A new ranking scheme for modern data and its application to two-sample hypothesis testing

Rank-based approaches are among the most popular nonparametric methods for univariate data in tackling statistical problems such as hypothesis testing due to their robustness and effectiveness. However, they are unsatisfactory for more complex data. In the era of big data, high-dimensional and non-Euclidean data, such as networks and images, are ubiquitous and pose challenges for statistical analysis. Existing multivariate ranks such as component-wise ranks, spatial ranks, and depth-based ranks do not apply to non-Euclidean data and have limited performance for high-dimensional data.
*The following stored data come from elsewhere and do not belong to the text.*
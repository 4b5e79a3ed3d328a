use crate::error::Result;
use crate::expr::{Constant, Expression, Sort, Variable};
use std::fmt;

#[derive(Clone, Debug, Hash, Eq, PartialEq)]
pub enum Boolean {
    Not,
    Imply,
    And,
    Or,
    Xor,
    /// At most `k` of the operands are true.
    AtMost(usize),
    /// At least `k` of the operands are true.
    AtLeast(usize),
    /// Exactly `k` of the operands are true.
    Exactly(usize),
}

impl fmt::Display for Boolean {
    fn fmt(&self, f: &mut fmt::Formatter) -> fmt::Result {
        match self {
            Self::Not => write!(f, "not"),
            Self::Imply => write!(f, "=>"),
            Self::And => write!(f, "and"),
            Self::Or => write!(f, "or"),
            Self::Xor => write!(f, "xor"),
            Self::AtMost(k) => write!(f, "at-most-{}", k),
            Self::AtLeast(k) => write!(f, "at-least-{}", k),
            Self::Exactly(k) => write!(f, "exactly-{}", k),
        }
    }
}

macro_rules! boolean_unary {
    ( $name:ident, $op:expr ) => {
        pub fn $name(expr: Expression) -> Result<Expression> {
            expr.sort().expect_boolean()?;

            Ok(Expression::new($op.into(), vec![expr], Sort::boolean()))
        }
    };
}

macro_rules! boolean_binary {
    ( $name:ident, $op:expr ) => {
        pub fn $name(lhs: Expression, rhs: Expression) -> Result<Expression> {
            lhs.sort().expect_boolean()?;
            rhs.sort().expect_boolean()?;

            Ok(Expression::new($op.into(), vec![lhs, rhs], Sort::boolean()))
        }
    };
}

macro_rules! boolean_cardinality {
    ( $name:ident, $op:path ) => {
        pub fn $name(k: usize, formulas: &[Expression]) -> Result<Expression> {
            for formula in formulas {
                formula.sort().expect_boolean()?;
            }

            Ok(Expression::new(
                $op(k).into(),
                formulas.to_vec(),
                Sort::boolean(),
            ))
        }
    };
}

impl Boolean {
    pub fn variable(name: &str) -> Variable {
        Variable::new(name, Sort::boolean())
    }

    pub fn constant(value: bool) -> Expression {
        Expression::constant(Constant::boolean(value))
    }

    boolean_unary!(not, Self::Not);

    boolean_binary!(imply, Self::Imply);
    boolean_binary!(and, Self::And);
    boolean_binary!(or, Self::Or);
    boolean_binary!(xor, Self::Xor);

    boolean_cardinality!(at_most, Self::AtMost);
    boolean_cardinality!(at_least, Self::AtLeast);
    boolean_cardinality!(exactly, Self::Exactly);

    pub fn conjunction(formulas: &[Expression]) -> Result<Expression> {
        if formulas.is_empty() {
            return Ok(Self::constant(true));
        }

        for formula in formulas {
            formula.sort().expect_boolean()?;
        }

        Ok(Expression::new(
            Self::And.into(),
            formulas.to_vec(),
            Sort::boolean(),
        ))
    }

    pub fn disjunction(formulas: &[Expression]) -> Result<Expression> {
        if formulas.is_empty() {
            return Ok(Self::constant(false));
        }

        for formula in formulas {
            formula.sort().expect_boolean()?;
        }

        Ok(Expression::new(
            Self::Or.into(),
            formulas.to_vec(),
            Sort::boolean(),
        ))
    }
}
Instead of dealing with the ranks of observations, we propose two types of ranks applicable to complex data based on a similarity graph constructed on observations: a graph-induced rank defined by the inductive nature of the graph and an overall rank defined by the weight of edges in the graph. To illustrate their utilization, both the new ranks are used to construct test statistics for the two-sample hypothesis testing, which converge to the $\chi_2^2$ distribution under the permutation null distribution and some mild conditions of the ranks, enabling an easy type-I error control. Simulation studies show that the new method exhibits good power under a wide range of alternatives compared to existing methods. The new test is illustrated on the New York City taxi data for comparing travel patterns in consecutive months and a brain network dataset comparing male and female subjects.